The topography and hydrology of the Golan has divided empires, fixed boundaries, and concentrated warfare since Biblical times. When one considers its history, it is easy to understand the Golan’s intense strategic importance to the security and stability of the greater Middle East. Shaped like a bowl surrounding the Sea of Galilee, the Golan Heights provides a significant percentage of Israel’s fresh water. The terrain feature rises rapidly east from the Sea of Galilee to a ridge that towers 1000 feet over the Transjordanian Plateau and provides a commanding view across southern Syria to the ancient Damascus-Amman Road. Whoever holds the Golan Heights commands all north-south movement in a significant part of the Middle East.

The first Jewish communities settled in the Golan in the 6th Century BCE but later fell under Seleucid rule after the partition of Alexander the Great’s empire in the 3rd Century BCE. The Jews regained their independence after a revolt only to be conquered and crushed by the Roman 10th Legion under Vespasian in the winter of 66 A.D.. After the fall of the Roman Empire, the area changed hands in step with the ebb and flow of fortunes in Constantinople. First the Byzantines, then the Ottomans ruled the Golan until their defeat in the First World War placed the area under the British Mandate. The British ceded it to France a year later and Syria inherited it at the end of the Mandate in 1944.

The British decision to cede the Golan Heights to France left Palestine without a defensible northeastern frontier. When Israel declared independence a few years later, it found itself in a vulnerable position with a modern Arab army in a strong position to threaten Israel’s main source of water. The Six-Day War in 1967 provided the opportunity for Tel Aviv to address the vulnerability by seizing the Golan. At the time, the United States joined the world in calling for an Israeli withdrawal, a policy every President since has supported. When Israel attempted to annex the area in 1981, the Reagan administration went even farther, joining the UN in declaring the move “null and void and without international legal effect.”

Golan Proclamation
U.S. President Donald Trump and Israel’s Prime Minister Benjamin Netanyahu hold up a proclamation recognizing Israel’s sovereignty over the Golan Heights, March 25, 2019. Source credit: REUTERS/Leah Millis/File Photo

Elsewhere Matters

President Trump’s move to recognize Israeli annexation of the Golan Heights is a historically significant break from the policies of every US President since Lyndon Johnson. Though there will be immediate impacts on the stability of the Middle East, international law and the overlapping interests of regional stakeholders will cause ripple effects on US interests in unexpected places.

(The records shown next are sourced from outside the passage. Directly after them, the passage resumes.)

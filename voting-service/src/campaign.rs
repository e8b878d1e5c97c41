//! Committing a campaign to the external ledger

use std::sync::Arc;

use tracing::info;

use crate::audit::{AuditKind, AuditLog};
use crate::database::models::CampaignRecord;
use crate::database::Database;
use crate::error::VoteError;
use crate::ledger::{CampaignCommit, LedgerClient};

/// Register a campaign on the ledger and persist the ledger-assigned id and
/// commit transaction. The id is write-once; re-committing an already
/// committed campaign is refused. A campaign left uncommitted simply keeps
/// consistency checks local-only.
pub async fn commit_campaign(
    db: &Database,
    ledger: &Arc<dyn LedgerClient>,
    audit: &AuditLog,
    campaign_id: i64,
) -> Result<CampaignCommit, VoteError> {
    let campaign = CampaignRecord::get(db.pool(), campaign_id).await?;
    if campaign.ledger_campaign_id.is_some() {
        return Err(VoteError::InvalidTransition(format!(
            "campaign {campaign_id} is already committed to the ledger"
        )));
    }

    let commit = ledger
        .create_campaign(
            &campaign.title,
            campaign.starts_at.timestamp(),
            campaign.ends_at.timestamp(),
        )
        .await?;

    CampaignRecord::set_ledger_commit(
        db.pool(),
        campaign_id,
        commit.campaign_ledger_id,
        &commit.tx_ref,
    )
    .await?;

    info!(
        "Campaign {} committed to ledger as {} (tx {})",
        campaign_id, commit.campaign_ledger_id, commit.tx_ref
    );
    audit
        .record(
            AuditKind::CampaignCommitted,
            None,
            Some(campaign_id),
            &format!(
                "ledger id {}, tx {}",
                commit.campaign_ledger_id, commit.tx_ref
            ),
        )
        .await;

    Ok(commit)
}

When Russia employed ‘hybrid warfare’ to invade and annex Crimea in early 2014, the US response was fairly robust and focused. Aside from a frenzy of bilateral military exercises in the Baltic states and Poland, US messaging on the legality of Russia’s move battered Moscow with principles of international law. The United States specifically cited Article 2 of the UN Charter which prohibits the use of force in territorial disputes. More importantly, perhaps, the White House invoked the principle that states have an obligation ‘not to recognize as legal’ the acquisition or occupation of territory resulting from aggression or the threat or use of force. The Obama Administration argued at the time that Crimea was taken by force and therefore the United States had an obligation to reject its annexation by Russia.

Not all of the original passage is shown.